**What to work on**
Work out how many lines of the entries have the word "configured" in them. Respond with that number only.

**Collected data**
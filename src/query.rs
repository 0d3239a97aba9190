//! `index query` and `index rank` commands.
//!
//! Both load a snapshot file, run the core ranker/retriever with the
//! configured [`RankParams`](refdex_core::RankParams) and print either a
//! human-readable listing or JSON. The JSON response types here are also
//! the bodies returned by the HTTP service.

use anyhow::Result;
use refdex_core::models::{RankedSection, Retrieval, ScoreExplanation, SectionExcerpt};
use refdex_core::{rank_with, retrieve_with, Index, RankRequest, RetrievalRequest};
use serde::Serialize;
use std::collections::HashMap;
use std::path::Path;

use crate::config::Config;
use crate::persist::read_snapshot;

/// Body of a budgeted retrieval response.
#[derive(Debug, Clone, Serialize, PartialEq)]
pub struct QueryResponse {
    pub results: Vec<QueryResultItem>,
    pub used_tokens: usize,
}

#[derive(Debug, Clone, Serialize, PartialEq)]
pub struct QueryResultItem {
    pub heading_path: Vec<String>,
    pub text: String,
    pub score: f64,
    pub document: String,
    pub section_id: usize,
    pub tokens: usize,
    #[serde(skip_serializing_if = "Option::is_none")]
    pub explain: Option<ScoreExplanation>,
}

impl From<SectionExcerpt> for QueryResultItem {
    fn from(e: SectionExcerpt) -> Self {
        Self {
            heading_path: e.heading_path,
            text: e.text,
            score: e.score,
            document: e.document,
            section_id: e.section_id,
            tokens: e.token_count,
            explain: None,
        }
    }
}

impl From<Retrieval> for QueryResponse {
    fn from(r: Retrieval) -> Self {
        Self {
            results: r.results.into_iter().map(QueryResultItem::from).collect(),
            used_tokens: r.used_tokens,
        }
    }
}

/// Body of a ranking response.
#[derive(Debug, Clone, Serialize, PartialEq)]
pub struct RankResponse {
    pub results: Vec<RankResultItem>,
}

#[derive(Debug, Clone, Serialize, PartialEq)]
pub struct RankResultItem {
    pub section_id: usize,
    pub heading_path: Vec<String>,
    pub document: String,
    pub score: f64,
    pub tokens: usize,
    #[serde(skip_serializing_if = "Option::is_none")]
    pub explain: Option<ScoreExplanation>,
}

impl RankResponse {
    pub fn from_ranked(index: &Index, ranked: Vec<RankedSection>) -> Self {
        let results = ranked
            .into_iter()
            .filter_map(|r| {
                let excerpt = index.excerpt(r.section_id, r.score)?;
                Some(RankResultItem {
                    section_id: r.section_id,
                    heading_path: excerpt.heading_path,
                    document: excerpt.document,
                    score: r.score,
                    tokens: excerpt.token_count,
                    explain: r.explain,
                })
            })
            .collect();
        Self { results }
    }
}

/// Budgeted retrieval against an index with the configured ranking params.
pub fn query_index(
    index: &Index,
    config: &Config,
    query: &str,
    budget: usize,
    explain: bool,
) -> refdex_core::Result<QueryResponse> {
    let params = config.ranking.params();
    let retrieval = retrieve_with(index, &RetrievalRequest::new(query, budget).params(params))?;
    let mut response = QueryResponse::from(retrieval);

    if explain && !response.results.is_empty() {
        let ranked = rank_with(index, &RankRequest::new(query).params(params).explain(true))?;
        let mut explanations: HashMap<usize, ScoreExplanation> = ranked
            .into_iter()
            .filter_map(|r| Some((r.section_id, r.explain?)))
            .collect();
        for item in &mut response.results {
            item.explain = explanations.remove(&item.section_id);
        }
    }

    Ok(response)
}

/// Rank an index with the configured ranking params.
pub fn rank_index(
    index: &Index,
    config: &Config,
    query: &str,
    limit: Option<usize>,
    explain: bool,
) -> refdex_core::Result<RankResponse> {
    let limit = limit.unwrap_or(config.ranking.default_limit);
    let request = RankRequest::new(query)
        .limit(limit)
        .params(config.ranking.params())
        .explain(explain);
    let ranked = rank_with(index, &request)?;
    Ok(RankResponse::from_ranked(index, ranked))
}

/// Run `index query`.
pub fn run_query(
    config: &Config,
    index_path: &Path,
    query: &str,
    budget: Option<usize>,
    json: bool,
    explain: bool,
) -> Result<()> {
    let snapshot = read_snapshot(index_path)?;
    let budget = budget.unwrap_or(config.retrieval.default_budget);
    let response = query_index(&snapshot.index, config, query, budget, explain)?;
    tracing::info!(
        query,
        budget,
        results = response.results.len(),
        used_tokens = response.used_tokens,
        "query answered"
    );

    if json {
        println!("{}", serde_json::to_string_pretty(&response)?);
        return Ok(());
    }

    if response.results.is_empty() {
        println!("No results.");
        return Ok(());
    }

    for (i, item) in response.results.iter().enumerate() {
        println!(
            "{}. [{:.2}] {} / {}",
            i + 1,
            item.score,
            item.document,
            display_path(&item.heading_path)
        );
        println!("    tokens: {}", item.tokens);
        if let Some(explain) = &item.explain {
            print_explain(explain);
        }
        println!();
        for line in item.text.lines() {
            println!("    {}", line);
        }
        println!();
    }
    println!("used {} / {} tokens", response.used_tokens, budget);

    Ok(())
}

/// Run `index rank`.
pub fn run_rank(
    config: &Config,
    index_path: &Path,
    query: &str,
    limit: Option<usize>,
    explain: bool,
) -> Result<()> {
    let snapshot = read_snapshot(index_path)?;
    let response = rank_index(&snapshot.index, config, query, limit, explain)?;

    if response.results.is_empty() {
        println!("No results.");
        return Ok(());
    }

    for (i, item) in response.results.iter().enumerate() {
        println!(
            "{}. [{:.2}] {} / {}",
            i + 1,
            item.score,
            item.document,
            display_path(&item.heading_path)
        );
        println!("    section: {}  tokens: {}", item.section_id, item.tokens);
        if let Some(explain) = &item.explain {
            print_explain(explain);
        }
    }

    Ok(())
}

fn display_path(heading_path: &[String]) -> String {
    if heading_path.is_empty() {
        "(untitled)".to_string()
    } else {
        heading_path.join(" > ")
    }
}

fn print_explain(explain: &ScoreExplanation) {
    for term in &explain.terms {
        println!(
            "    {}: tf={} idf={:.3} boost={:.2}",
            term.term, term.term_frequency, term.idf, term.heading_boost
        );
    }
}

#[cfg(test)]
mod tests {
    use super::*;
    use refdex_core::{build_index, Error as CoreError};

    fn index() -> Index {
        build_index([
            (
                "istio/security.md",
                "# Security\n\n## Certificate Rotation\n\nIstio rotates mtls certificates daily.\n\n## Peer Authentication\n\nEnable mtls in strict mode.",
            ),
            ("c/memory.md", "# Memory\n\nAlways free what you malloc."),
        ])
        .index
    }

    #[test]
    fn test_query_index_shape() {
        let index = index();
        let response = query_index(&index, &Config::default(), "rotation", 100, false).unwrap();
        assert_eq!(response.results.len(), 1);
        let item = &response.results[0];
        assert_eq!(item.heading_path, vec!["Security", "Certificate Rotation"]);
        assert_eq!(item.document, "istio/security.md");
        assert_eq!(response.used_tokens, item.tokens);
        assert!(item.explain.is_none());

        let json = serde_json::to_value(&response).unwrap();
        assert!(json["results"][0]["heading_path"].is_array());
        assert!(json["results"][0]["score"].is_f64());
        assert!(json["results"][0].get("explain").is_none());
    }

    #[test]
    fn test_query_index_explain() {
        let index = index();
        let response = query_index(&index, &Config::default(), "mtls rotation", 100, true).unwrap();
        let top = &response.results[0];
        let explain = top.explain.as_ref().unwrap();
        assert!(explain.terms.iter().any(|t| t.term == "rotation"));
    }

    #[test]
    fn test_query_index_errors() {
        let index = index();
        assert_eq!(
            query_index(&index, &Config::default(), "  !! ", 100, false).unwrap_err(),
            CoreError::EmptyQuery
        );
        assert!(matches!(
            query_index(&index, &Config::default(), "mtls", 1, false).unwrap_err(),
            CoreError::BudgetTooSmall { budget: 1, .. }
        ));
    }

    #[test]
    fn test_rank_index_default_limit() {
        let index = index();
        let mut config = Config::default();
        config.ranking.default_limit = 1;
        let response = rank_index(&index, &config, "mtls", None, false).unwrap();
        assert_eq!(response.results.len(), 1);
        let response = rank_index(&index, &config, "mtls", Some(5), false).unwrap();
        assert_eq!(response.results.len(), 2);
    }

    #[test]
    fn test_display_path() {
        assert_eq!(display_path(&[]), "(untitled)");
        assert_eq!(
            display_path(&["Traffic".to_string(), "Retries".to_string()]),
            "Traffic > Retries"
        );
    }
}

**Output for this task**
3